The actual implementation of the
UTL_COMPRESS package is pretty easy to use once an example is
seen. Many of the examples shown elsewhere include a length comparison
among the input, the compressed, and the uncompressed lengths.
Ideally, the input and uncompressed lengths should be the same. You
may find that the compressed length is longer than the input length.

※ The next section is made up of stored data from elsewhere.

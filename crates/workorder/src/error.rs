//! Error types for workorder.
//!
//! This module defines all error types used throughout the workorder crate,
//! providing detailed context for debugging and user-friendly error messages.

use std::path::PathBuf;
use thiserror::Error;

/// Marker the language-model API uses when the transcript no longer fits.
const CONTEXT_LENGTH_EXCEEDED: &str = "context_length_exceeded";

/// The main error type for workorder operations.
#[derive(Error, Debug)]
pub enum Error {
    // === Storage Errors ===
    /// Failed to open or create the database.
    #[error("failed to open database at {path}: {source}")]
    DatabaseOpen {
        /// Path to the database file.
        path: PathBuf,
        /// The underlying error.
        #[source]
        source: rusqlite::Error,
    },

    /// A database query failed.
    #[error("database query failed: {0}")]
    DatabaseQuery(#[from] rusqlite::Error),

    /// Failed to run database migrations.
    #[error("database migration failed: {message}")]
    DatabaseMigration {
        /// Description of what went wrong.
        message: String,
    },

    // === Configuration Errors ===
    /// Failed to load configuration.
    #[error("failed to load configuration: {0}")]
    ConfigLoad(Box<figment::Error>),

    /// Configuration validation failed.
    #[error("invalid configuration: {message}")]
    ConfigValidation {
        /// Description of the validation failure.
        message: String,
    },

    // === Model API Errors ===
    /// The HTTP request to the model API failed.
    #[error("model API request failed: {0}")]
    ModelTransport(#[from] reqwest::Error),

    /// The model API answered with a non-success status.
    #[error("model API returned HTTP {status}: {body}")]
    ModelApi {
        /// HTTP status code.
        status: u16,
        /// Response body, as returned by the API.
        body: String,
    },

    /// The model API answered without any message content.
    #[error("model API returned an empty reply")]
    EmptyReply,

    // === Order Errors ===
    /// The generation marker was present but no payload followed it.
    #[error("generation marker found without a JSON payload")]
    MissingPayload,

    /// The payload after the generation marker is not a valid order.
    #[error("invalid work order payload: {0}")]
    InvalidOrder(String),

    /// A logo data URI could not be decoded.
    #[error("invalid logo data: {0}")]
    InvalidLogo(String),

    // === Document Errors ===
    /// The PDF could not be produced.
    #[error("document rendering failed: {0}")]
    Document(String),

    /// A download was requested for a name that is not a plain file name.
    #[error("invalid file name: {0}")]
    InvalidFileName(String),

    // === I/O Errors ===
    /// File system operation failed.
    #[error("I/O error: {0}")]
    Io(#[from] std::io::Error),

    /// Failed to create a required directory.
    #[error("failed to create directory {path}: {source}")]
    DirectoryCreate {
        /// Path that couldn't be created.
        path: PathBuf,
        /// The underlying error.
        #[source]
        source: std::io::Error,
    },

    // === Serialization Errors ===
    /// JSON serialization/deserialization failed.
    #[error("JSON error: {0}")]
    Json(#[from] serde_json::Error),

    // === Generic Errors ===
    /// An internal error occurred (bug).
    #[error("internal error: {0}")]
    Internal(String),
}

/// A specialized Result type for workorder operations.
pub type Result<T> = std::result::Result<T, Error>;

impl From<figment::Error> for Error {
    fn from(err: figment::Error) -> Self {
        Self::ConfigLoad(Box::new(err))
    }
}

impl Error {
    /// Create a new internal error.
    #[must_use]
    pub fn internal(message: impl Into<String>) -> Self {
        Self::Internal(message.into())
    }

    /// Create a new document rendering error.
    #[must_use]
    pub fn document(message: impl Into<String>) -> Self {
        Self::Document(message.into())
    }

    /// Create a new invalid order error.
    #[must_use]
    pub fn invalid_order(message: impl Into<String>) -> Self {
        Self::InvalidOrder(message.into())
    }

    /// Create a new invalid logo error.
    #[must_use]
    pub fn invalid_logo(message: impl Into<String>) -> Self {
        Self::InvalidLogo(message.into())
    }

    /// Check if this error means the conversation outgrew the model's context window.
    #[must_use]
    pub fn is_context_length_exceeded(&self) -> bool {
        match self {
            Self::ModelApi { body, .. } => body.contains(CONTEXT_LENGTH_EXCEEDED),
            other => other.to_string().contains(CONTEXT_LENGTH_EXCEEDED),
        }
    }

    /// Check if this error is a missing file.
    #[must_use]
    pub fn is_not_found(&self) -> bool {
        matches!(self, Self::Io(e) if e.kind() == std::io::ErrorKind::NotFound)
    }
}

#[cfg(test)]
mod tests {
    use super::*;

    #[test]
    fn test_error_display() {
        let err = Error::EmptyReply;
        assert_eq!(err.to_string(), "model API returned an empty reply");

        let err = Error::document("bad font");
        assert_eq!(err.to_string(), "document rendering failed: bad font");
    }

    #[test]
    fn test_internal_error() {
        let err = Error::internal("something went wrong");
        assert_eq!(err.to_string(), "internal error: something went wrong");
    }

    #[test]
    fn test_model_api_error_display() {
        let err = Error::ModelApi {
            status: 429,
            body: "rate limited".to_string(),
        };
        let msg = err.to_string();
        assert!(msg.contains("429"));
        assert!(msg.contains("rate limited"));
    }

    #[test]
    fn test_context_length_exceeded_detection() {
        let err = Error::ModelApi {
            status: 400,
            body: r#"{"error":{"code":"context_length_exceeded"}}"#.to_string(),
        };
        assert!(err.is_context_length_exceeded());

        let err = Error::ModelApi {
            status: 500,
            body: "upstream failure".to_string(),
        };
        assert!(!err.is_context_length_exceeded());
        assert!(!Error::EmptyReply.is_context_length_exceeded());
    }

    #[test]
    fn test_is_not_found() {
        let err: Error = std::io::Error::new(std::io::ErrorKind::NotFound, "gone").into();
        assert!(err.is_not_found());

        let err: Error = std::io::Error::new(std::io::ErrorKind::PermissionDenied, "no").into();
        assert!(!err.is_not_found());

        assert!(!Error::InvalidFileName("../x".to_string()).is_not_found());
    }

    #[test]
    fn test_invalid_order_display() {
        let err = Error::invalid_order("expected object");
        assert!(err.to_string().contains("expected object"));
    }

    #[test]
    fn test_invalid_logo_display() {
        let err = Error::invalid_logo("not a data URI");
        assert!(err.to_string().contains("not a data URI"));
    }

    #[test]
    fn test_missing_payload_display() {
        assert!(Error::MissingPayload.to_string().contains("marker"));
    }

    #[test]
    fn test_from_io_error() {
        let io_err = std::io::Error::new(std::io::ErrorKind::NotFound, "file not found");
        let err: Error = io_err.into();
        assert!(err.to_string().contains("file not found"));
    }

    #[test]
    fn test_from_rusqlite_error() {
        let result = rusqlite::Connection::open_with_flags(
            "/nonexistent/path/db.sqlite",
            rusqlite::OpenFlags::SQLITE_OPEN_READ_ONLY,
        );
        if let Err(sqlite_err) = result {
            let err: Error = sqlite_err.into();
            assert!(matches!(err, Error::DatabaseQuery(_)));
        }
    }

    #[test]
    fn test_from_json_error() {
        let json_result: std::result::Result<i32, serde_json::Error> =
            serde_json::from_str("not valid json");
        if let Err(json_err) = json_result {
            let err: Error = json_err.into();
            assert!(matches!(err, Error::Json(_)));
        }
    }

    #[test]
    fn test_database_migration_error_display() {
        let err = Error::DatabaseMigration {
            message: "version mismatch".to_string(),
        };
        assert!(err.to_string().contains("version mismatch"));
    }

    #[test]
    fn test_config_validation_error_display() {
        let err = Error::ConfigValidation {
            message: "invalid interval".to_string(),
        };
        assert!(err.to_string().contains("invalid interval"));
    }

    #[test]
    fn test_directory_create_error_display() {
        let io_err = std::io::Error::new(std::io::ErrorKind::PermissionDenied, "access denied");
        let err = Error::DirectoryCreate {
            path: PathBuf::from("/root/forbidden"),
            source: io_err,
        };
        assert!(err.to_string().contains("/root/forbidden"));
    }
}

This occurs when the input length is small or short. The overhead of
building a dictionary can make the compressed length longer than the
input length.
In this simple example, we create one's own
input, compress it, uncompress it, and evaluate the lengths of each.
SET SERVEROUTPUT ON
DECLARE
l_in_blob
BLOB;
l_compressed_blob
BLOB;
l_uncompressed_blob
BLOB;
BEGIN
-- Set some values
l_in_blob
:= TO_BLOB(UTL_RAW.CAST_TO_RAW
('This is a long string of words used for this
example'));
l_compressed_blob
:= TO_BLOB('0');
l_uncompressed_blob := TO_BLOB('0');
-- Compress the string
UTL_COMPRESS.lz_compress
(src => l_in_blob, dst => l_compressed_blob);
-- Uncompress the string
UTL_COMPRESS.lz_uncompress
(src => l_compressed_blob, dst =>
l_uncompressed_blob);
-- Compare the results with the input
DBMS_OUTPUT.put_line('Input length is
: ' || LENGTH(l_in_blob));
DBMS_OUTPUT.put_line('Compressed length
: ' || LENGTH(l_compressed_blob));
DBMS_OUTPUT.put_line('Uncompressed length: ' ||
LENGTH(l_uncompressed_blob));
-- Caller responsibility to free up temporary LOBs
-- See Operational Notes in the documentation
DBMS_LOB.FREETEMPORARY(l_in_blob);
DBMS_LOB.FREETEMPORARY(l_compressed_blob);
DBMS_LOB.FREETEMPORARY(l_uncompressed_blob);
END;
/
Input length is
: 52
Compressed length
: 67
Uncompressed length: 52
PL/SQL procedure successfully completed.
Note that the compressed length is longer than the
input length. Adding a few more characters to the input string yields
the following:
SET SERVEROUTPUT ON
DECLARE
l_in_blob
BLOB;
l_compressed_blob
BLOB;
l_uncompressed_blob
BLOB;
BEGIN
-- Set some values
l_in_blob
:= TO_BLOB(UTL_RAW.CAST_TO_RAW
('This is a long string of words used for this
example.
Now is the time for all good men to come to the aid
of their country'));
l_compressed_blob
:= TO_BLOB('0');
l_uncompressed_blob := TO_BLOB('0');
-- Compress the string
UTL_COMPRESS.lz_compress
(src => l_in_blob, dst => l_compressed_blob);
-- Uncompress the string
UTL_COMPRESS.lz_uncompress
(src => l_compressed_blob, dst =>
l_uncompressed_blob);
-- Compare the results with the input
DBMS_OUTPUT.put_line('Input length is
: ' || LENGTH(l_in_blob));
DBMS_OUTPUT.put_line('Compressed length
: ' || LENGTH(l_compressed_blob));
DBMS_OUTPUT.put_line('Uncompressed length: ' ||
LENGTH(l_uncompressed_blob));
-- Caller responsibility to free up temporary LOBs
-- See Operational Notes in the documentation
DBMS_LOB.FREETEMPORARY(l_in_blob);
DBMS_LOB.FREETEMPORARY(l_compressed_blob);
DBMS_LOB.FREETEMPORARY(l_uncompressed_blob);
END;
/
Input length is
: 122
Compressed length
: 113
Uncompressed length: 122
PL/SQL procedure successfully completed.
That little bit extra for the input string pushed it over the top
in terms of having the compression take any real effect.
Note
that the LZ_COMPRESS subprogram is overloaded since more than one
signature method can be used to invoke it. The quality parameter is
set to a default of 6. This parameter provides a trade-off between
speed of compress and quality of compression. It takes quite a few
more words or length of input before there is a difference in what the
quality input does.
As an example, take the text about quality
in the documentation and use that as the input string, and vary the
quality from 1 to 9. If this block of text is used as an example, be
sure to remove the single quotes around quality near the end.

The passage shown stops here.